[[ RECORDS PROVIDED open ]]

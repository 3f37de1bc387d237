//! Dispatcher (C6): submits a serialised envelope to the broker on a
//! queue chosen by command identity and awaits the serialised response.
//!
//! The broker itself is out of scope (spec §1); this crate defines the
//! [`Broker`] seam and ships [`InMemoryBroker`], an in-process request/
//! response router used by the workspace's end-to-end tests in place of a
//! real message broker.

#![deny(unsafe_code)]
#![warn(missing_docs)]

use async_trait::async_trait;
use cmdproxy_error::CmdproxyError;
use std::collections::HashMap;
use std::future::Future;
use std::pin::Pin;
use std::sync::Arc;
use std::time::Duration;
use tokio::sync::Mutex;
use tracing::debug;

/// A pending task handler's return value.
pub type TaskFuture = Pin<Box<dyn Future<Output = String> + Send>>;

/// A registered task handler: receives the JSON payload, returns the JSON
/// response.
pub type TaskHandler = Arc<dyn Fn(String) -> TaskFuture + Send + Sync>;

/// The broker seam. A single task name, `"run"`, is ever submitted (spec
/// §6); `queue` selects which worker pool receives it.
#[async_trait]
pub trait Broker: Send + Sync {
    /// Submit `payload` as task `task_name` on `queue` and await the
    /// worker's response.
    async fn submit(
        &self,
        queue: &str,
        task_name: &str,
        payload: String,
    ) -> Result<String, CmdproxyError>;

    /// Register a handler for `task_name` on `queue`. Overwrites any
    /// previous registration for the same pair.
    fn register(&self, queue: &str, task_name: &str, handler: TaskHandler);
}

/// Submit `envelope_json` on `queue` via `broker`, optionally bounded by
/// `timeout`. This is the dispatcher's one operation (spec §4.6).
pub async fn dispatch(
    broker: &dyn Broker,
    queue: &str,
    envelope_json: String,
    timeout: Option<Duration>,
) -> Result<String, CmdproxyError> {
    let fut = broker.submit(queue, "run", envelope_json);
    match timeout {
        Some(d) => tokio::time::timeout(d, fut).await.map_err(|_| {
            CmdproxyError::dispatch_failure(format!("broker submit timed out after {d:?}"))
        })?,
        None => fut.await,
    }
}

/// In-process `Broker` test double: a queue/task-keyed map of handlers.
/// `submit` invokes the matching handler directly, synchronously from the
/// caller's point of view — there is no real transport.
#[derive(Default, Clone)]
pub struct InMemoryBroker {
    handlers: Arc<Mutex<HashMap<(String, String), TaskHandler>>>,
}

impl InMemoryBroker {
    /// Create an empty broker with no registered handlers.
    pub fn new() -> Self {
        Self::default()
    }
}

#[async_trait]
impl Broker for InMemoryBroker {
    async fn submit(
        &self,
        queue: &str,
        task_name: &str,
        payload: String,
    ) -> Result<String, CmdproxyError> {
        let handler = {
            let handlers = self.handlers.lock().await;
            handlers
                .get(&(queue.to_string(), task_name.to_string()))
                .cloned()
        };
        let handler = handler.ok_or_else(|| {
            CmdproxyError::dispatch_failure(format!(
                "no handler registered for task '{task_name}' on queue '{queue}'"
            ))
        })?;
        debug!(queue, task_name, "submitting task to in-memory broker");
        Ok(handler(payload).await)
    }

    fn register(&self, queue: &str, task_name: &str, handler: TaskHandler) {
        let key = (queue.to_string(), task_name.to_string());
        let handlers = Arc::clone(&self.handlers);
        tokio::spawn(async move {
            handlers.lock().await.insert(key, handler);
        });
    }
}

#[cfg(test)]
mod tests {
    use super::*;

    fn echo_handler() -> TaskHandler {
        Arc::new(|payload| Box::pin(async move { format!("echo:{payload}") }))
    }

    #[tokio::test]
    async fn dispatch_routes_to_registered_handler() {
        let broker = InMemoryBroker::new();
        broker.register("sh", "run", echo_handler());
        // registration is spawned; yield so it lands before dispatch.
        tokio::task::yield_now().await;
        let resp = dispatch(&broker, "sh", "hello".to_string(), None).await.unwrap();
        assert_eq!(resp, "echo:hello");
    }

    #[tokio::test]
    async fn missing_handler_is_dispatch_failure() {
        let broker = InMemoryBroker::new();
        let err = dispatch(&broker, "nope", "x".to_string(), None).await.unwrap_err();
        assert_eq!(err.code, cmdproxy_error::ErrorCode::DispatchFailure);
    }

    #[tokio::test]
    async fn timeout_elapses_as_dispatch_failure() {
        let broker = InMemoryBroker::new();
        broker.register(
            "slow",
            "run",
            Arc::new(|_| {
                Box::pin(async move {
                    tokio::time::sleep(Duration::from_millis(200)).await;
                    "late".to_string()
                })
            }),
        );
        tokio::task::yield_now().await;
        let err = dispatch(
            &broker,
            "slow",
            "x".to_string(),
            Some(Duration::from_millis(10)),
        )
        .await
        .unwrap_err();
        assert_eq!(err.code, cmdproxy_error::ErrorCode::DispatchFailure);
    }
}
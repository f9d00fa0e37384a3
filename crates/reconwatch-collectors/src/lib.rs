//! C4 — Collector Interface, plus the C5–C8 collector implementations.
//!
//! The per-capability engine shape (`...Trait` + `...Engine` struct with an
//! async `run`) is grounded on `frontend/phantom-xdr-core/src/{endpoint_protection,
//! api_security, email_security, network_analysis}.rs`; exact phase lists,
//! wordlists and scoring tables are grounded on
//! `examples/original_source/backend/app/collectors/{web_recon,email_audit}.py`.

pub mod exposure;
pub mod email_auth;
pub mod infra_config;
pub mod investigation;
pub mod network;
pub mod publish;

pub use publish::{CancelToken, Publisher};

use async_trait::async_trait;
use reconwatch_types::{Finding, Job};
use thiserror::Error;

#[derive(Debug, Error)]
pub enum CollectorError {
    #[error("collector cancelled")]
    Cancelled,
    #[error("collector failed: {0}")]
    Failed(String),
}

/// C4 contract every capability implements. `publish` is given progress,
/// finding and log sinks; collectors must publish each finding exactly once
/// and report progress monotonically from 5 to 100 (spec.md §4.4).
#[async_trait]
pub trait Collector: Send + Sync {
    async fn run(&self, job: &Job, publish: &Publisher) -> Result<Vec<Finding>, CollectorError>;
}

[[ RECORDS PROVIDED closed ]]

▶ YOUR ASSIGNMENT
The lines needed are the ones from the first line of the entries through the line that contains "pub type TaskHandler", given again without any change.

▶ FINISHED TASK
repository 3f37de1bc387d237
//! Dispatcher (C6): submits a serialised envelope to the broker on a
//! queue chosen by command identity and awaits the serialised response.
//!
//! The broker itself is out of scope (spec §1); this crate defines the
//! [`Broker`] seam and ships [`InMemoryBroker`], an in-process request/
//! response router used by the workspace's end-to-end tests in place of a
//! real message broker.

#![deny(unsafe_code)]
#![warn(missing_docs)]

use async_trait::async_trait;
use cmdproxy_error::CmdproxyError;
use std::collections::HashMap;
use std::future::Future;
use std::pin::Pin;
use std::sync::Arc;
use std::time::Duration;
use tokio::sync::Mutex;
use tracing::debug;

/// A pending task handler's return value.
pub type TaskFuture = Pin<Box<dyn Future<Output = String> + Send>>;

/// A registered task handler: receives the JSON payload, returns the JSON
/// response.
pub type TaskHandler = Arc<dyn Fn(String) -> TaskFuture + Send + Sync>;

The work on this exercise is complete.